Higher-Order Regularization Learning on Hypergraphs
Adrien Weihs, Andrea L. Bertozzi, Matthew Thorpe

TL;DR
This paper advances the theoretical understanding of Higher-Order Hypergraph Learning (HOHL) by proving the consistency of a truncated version, deriving convergence rates, and demonstrating its empirical effectiveness across various learning scenarios.
Contribution
It extends the theoretical foundation of HOHL by establishing consistency and convergence rates, and empirically validates its robustness in diverse applications.
Findings
Proved the consistency of a truncated HOHL version.

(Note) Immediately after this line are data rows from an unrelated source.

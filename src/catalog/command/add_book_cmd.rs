use std::path::PathBuf;
use async_trait::async_trait;
use serde::{Deserialize, Serialize};
use crate::books::dto::BookDto;
use crate::catalog::domain::SharedCatalog;
use crate::core::command::{Command, CommandError};
use crate::core::library::LibraryError;

// AddBookCommand resolves an ISBN remotely, adds the book and persists the catalog
pub struct AddBookCommand {
    catalog: SharedCatalog,
    data_file: PathBuf,
}

impl AddBookCommand {
    pub fn new(catalog: SharedCatalog, data_file: PathBuf) -> Self {
        Self {
            catalog,
            data_file,
        }
    }
}

#[derive(Debug, Deserialize)]
pub struct AddBookCommandRequest {
    pub isbn: String,
}

impl AddBookCommandRequest {
    pub fn new(isbn: &str) -> Self {
        Self {
            isbn: isbn.to_string(),
        }
    }
}

#[derive(Debug, Serialize)]
#[serde(transparent)]
pub struct AddBookCommandResponse {
    pub book: BookDto,
}

#[async_trait]
impl Command<AddBookCommandRequest, AddBookCommandResponse> for AddBookCommand {
    async fn execute(&self, req: AddBookCommandRequest) -> Result<AddBookCommandResponse, CommandError> {
        let isbn = req.isbn.trim();
        if isbn.is_empty() {
            return Err(CommandError::Validation { message: "ISBN is required".to_string(), reason_code: None });
        }
        let mut catalog = self.catalog.lock().await;
        let book = catalog.add_book_by_isbn(isbn).await.map_err(|err| match err {
            // an ISBN the lookup cannot resolve is a bad request, not a missing resource
            LibraryError::NotFound { message } => {
                CommandError::Validation { message, reason_code: Some("isbn_not_resolved".to_string()) }
            }
            other => CommandError::from(other),
        })?;
        catalog.save_to(&self.data_file).await?;
        Ok(AddBookCommandResponse { book })
    }
}

#[cfg(test)]
mod tests {
    use crate::books::dto::BookDto;
    use crate::catalog::command::add_book_cmd::{AddBookCommand, AddBookCommandRequest};
    use crate::catalog::domain::shared;
    use crate::catalog::fixtures::{catalog_with, RecordingPublisher, StubLookup};
    use crate::core::command::{Command, CommandError};

    fn build_cmd(path: std::path::PathBuf) -> AddBookCommand {
        let (lookup, _) = StubLookup::new(vec![BookDto::new("Le Petit Prince", "Antoine de Saint-Exupéry", "9782848300443")]);
        AddBookCommand::new(shared(Box::new(catalog_with(lookup, RecordingPublisher::new().0))), path)
    }

    #[tokio::test]
    async fn test_should_run_add_book() {
        let dir = tempfile::tempdir().expect("temp dir");
        let path = dir.path().join("library.json");
        let cmd = build_cmd(path.clone());

        let res = cmd.execute(AddBookCommandRequest::new("9782848300443")).await.expect("should add book");
        assert_eq!("9782848300443", res.book.isbn.as_str());
        let saved = std::fs::read_to_string(&path).expect("catalog should be saved");
        assert!(saved.contains("Le Petit Prince"));
    }

    #[tokio::test]
    async fn test_should_reject_duplicate_add() {
        let dir = tempfile::tempdir().expect("temp dir");
        let cmd = build_cmd(dir.path().join("library.json"));
        let _ = cmd.execute(AddBookCommandRequest::new("9782848300443")).await.expect("should add book");
        let res = cmd.execute(AddBookCommandRequest::new("9782848300443")).await;
        match res {
            Err(CommandError::DuplicateKey { message }) => assert!(message.to_lowercase().contains("already exists")),
            other => panic!("unexpected {:?}", other.map(|r| r.book)),
        }
    }

    #[tokio::test]
    async fn test_should_reject_empty_isbn() {
        let dir = tempfile::tempdir().expect("temp dir");
        let cmd = build_cmd(dir.path().join("library.json"));
        let res = cmd.execute(AddBookCommandRequest::new("  ")).await;
        assert!(matches!(res, Err(CommandError::Validation { .. })));
    }

    #[tokio::test]
    async fn test_should_reject_unresolved_isbn() {
        let dir = tempfile::tempdir().expect("temp dir");
        let cmd = build_cmd(dir.path().join("library.json"));
        let res = cmd.execute(AddBookCommandRequest::new("invalid-isbn")).await;
        assert!(matches!(res, Err(CommandError::Validation { reason_code: Some(_), .. })));
    }

    #[tokio::test]
    async fn test_should_report_save_failure() {
        let dir = tempfile::tempdir().expect("temp dir");
        let cmd = build_cmd(dir.path().join("missing-dir").join("library.json"));
        let res = cmd.execute(AddBookCommandRequest::new("9782848300443")).await;
        assert!(matches!(res, Err(CommandError::Persistence { .. })));
    }
}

Derived explicit convergence rates for HOHL as a regularizer.
Demonstrated strong empirical performance in active learning and non-geometric datasets.
Abstract
Higher-Order Hypergraph Learning (HOHL) was recently introduced as a principled alternative to classical hypergraph regularization, enforcing higher-order smoothness via powers of multiscale Laplacians induced by the hypergraph structure. Prior work established the well- and ill-posedness of HOHL through an asymptotic consistency analysis in geometric settings. We extend this theoretical foundation by proving the consistency of a truncated version of HOHL and deriving explicit convergence rates when HOHL is used as a regularizer in fully supervised learning. We further demonstrate its strong empirical performance in active learning and in datasets lacking an underlying geometric structure, highlighting HOHL's versatility and robustness across diverse learning settings.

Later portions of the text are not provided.